In some of my spare time, I have started learning some Haskell, mainly using the free online version of the book Learn You a Haskell for Great Good. It has been fun to wrap my brain around concepts from functional programming; it definitely makes for a different way of solving problems.
As a first mini-project, I wrote a simple solver for the game Mastermind. The code is up on GitHub. This project lends itself well to taking advantage of Haskell's list comprehensions and filtering. Basically, there's a large but finite space of possible patterns, and each guess is scored based on its closeness to the correct one. You can win by keeping track of the space of remaining possibilities based on each guess and its score, and simply making guesses that remain possible. In Haskell, you can easily define a list of possible guesses, narrow down its contents with a filter, and then call head on the remaining list to get your next guess. Presumably, thanks to Haskell's lazy evaluation, the compiled code need not ever load the full list into memory to accomplish this.
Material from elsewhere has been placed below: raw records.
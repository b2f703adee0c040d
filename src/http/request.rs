//! Request model and body buffering
//!
//! Handlers never see hyper's streaming body; the connection layer reads it
//! to completion first and hands over an `ApiRequest`.

use http_body_util::{BodyExt, LengthLimitError, Limited};
use hyper::body::{Body, Bytes};
use hyper::{HeaderMap, Method};
use std::time::Duration;

use crate::error::ApiError;

/// Fully buffered request
#[derive(Debug, Clone)]
pub struct ApiRequest {
    pub method: Method,
    pub path: String,
    pub query: Option<String>,
    pub headers: HeaderMap,
    pub body: Bytes,
}

impl ApiRequest {
    pub fn new(method: Method, path: &str) -> Self {
        Self {
            method,
            path: path.to_string(),
            query: None,
            headers: HeaderMap::new(),
            body: Bytes::new(),
        }
    }

    #[must_use]
    pub fn with_body(mut self, body: impl Into<Bytes>) -> Self {
        self.body = body.into();
        self
    }

    pub fn header(&self, name: &str) -> Option<&str> {
        self.headers.get(name).and_then(|v| v.to_str().ok())
    }
}

/// Methods whose body is read and parsed
pub fn carries_body(method: &Method) -> bool {
    matches!(*method, Method::POST | Method::PUT | Method::PATCH)
}

/// Reject early when the declared Content-Length is over the limit
pub fn check_content_length(headers: &HeaderMap, max_body_size: u64) -> Result<(), ApiError> {
    let declared = headers
        .get(hyper::header::CONTENT_LENGTH)
        .and_then(|v| v.to_str().ok())
        .and_then(|s| s.parse::<u64>().ok());
    match declared {
        Some(size) if size > max_body_size => Err(ApiError::PayloadTooLarge),
        _ => Ok(()),
    }
}

/// Read the whole body into memory, bounded by size and time
pub async fn read_body<B>(body: B, max_body_size: u64, timeout: Duration) -> Result<Bytes, ApiError>
where
    B: Body,
    B::Error: Into<Box<dyn std::error::Error + Send + Sync>>,
{
    let limit = usize::try_from(max_body_size).unwrap_or(usize::MAX);
    match tokio::time::timeout(timeout, Limited::new(body, limit).collect()).await {
        Err(_) => Err(ApiError::RequestTimeout),
        Ok(Err(e)) if e.downcast_ref::<LengthLimitError>().is_some() => {
            Err(ApiError::PayloadTooLarge)
        }
        Ok(Err(e)) => Err(ApiError::Validation(format!(
            "Failed to read request body: {e}"
        ))),
        Ok(Ok(collected)) => Ok(collected.to_bytes()),
    }
}

#[cfg(test)]
mod tests {
    use super::*;
    use http_body_util::Full;

    #[tokio::test]
    async fn test_read_body_within_limit() {
        let body = Full::new(Bytes::from_static(b"{\"name\":\"A\"}"));
        let bytes = read_body(body, 1024, Duration::from_secs(1)).await.unwrap();
        assert_eq!(&bytes[..], b"{\"name\":\"A\"}");
    }

    #[tokio::test]
    async fn test_read_body_over_limit() {
        let body = Full::new(Bytes::from(vec![b'x'; 64]));
        let err = read_body(body, 16, Duration::from_secs(1)).await.unwrap_err();
        assert!(matches!(err, ApiError::PayloadTooLarge));
    }

    /// A body whose sender never sends anything
    struct Stalled;

    impl Body for Stalled {
        type Data = Bytes;
        type Error = std::convert::Infallible;

        fn poll_frame(
            self: std::pin::Pin<&mut Self>,
            _cx: &mut std::task::Context<'_>,
        ) -> std::task::Poll<Option<Result<hyper::body::Frame<Bytes>, Self::Error>>> {
            std::task::Poll::Pending
        }
    }

    #[tokio::test]
    async fn test_read_body_times_out() {
        let err = read_body(Stalled, 1024, Duration::from_millis(20))
            .await
            .unwrap_err();
        assert!(matches!(err, ApiError::RequestTimeout));
        assert_eq!(err.status(), hyper::StatusCode::REQUEST_TIMEOUT);
    }

    #[test]
    fn test_declared_length_checked() {
        let mut headers = HeaderMap::new();
        headers.insert(hyper::header::CONTENT_LENGTH, "2048".parse().unwrap());
        assert!(check_content_length(&headers, 1024).is_err());
        assert!(check_content_length(&headers, 4096).is_ok());
        assert!(check_content_length(&HeaderMap::new(), 1).is_ok());
    }
}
I may add some more functionality to the code as far as allowing the user to specify different game parameters or try different guesses. There are also some more efficient algorithms that I could try implementing. (One of these was apparently written by Donald Knuth!) For now, I am pleased enough to get something working beyond the "hello world" basics. The project taught me more about Haskell's IO than I would have figured out from something simpler. I also had to stretch my brain to get the comparison function right using purely functional code. I found that when I think about how to implement certain types of counting, I naturally think in a more imperative way. The functional focus of Haskell has definitely provided me with some good brain stretching.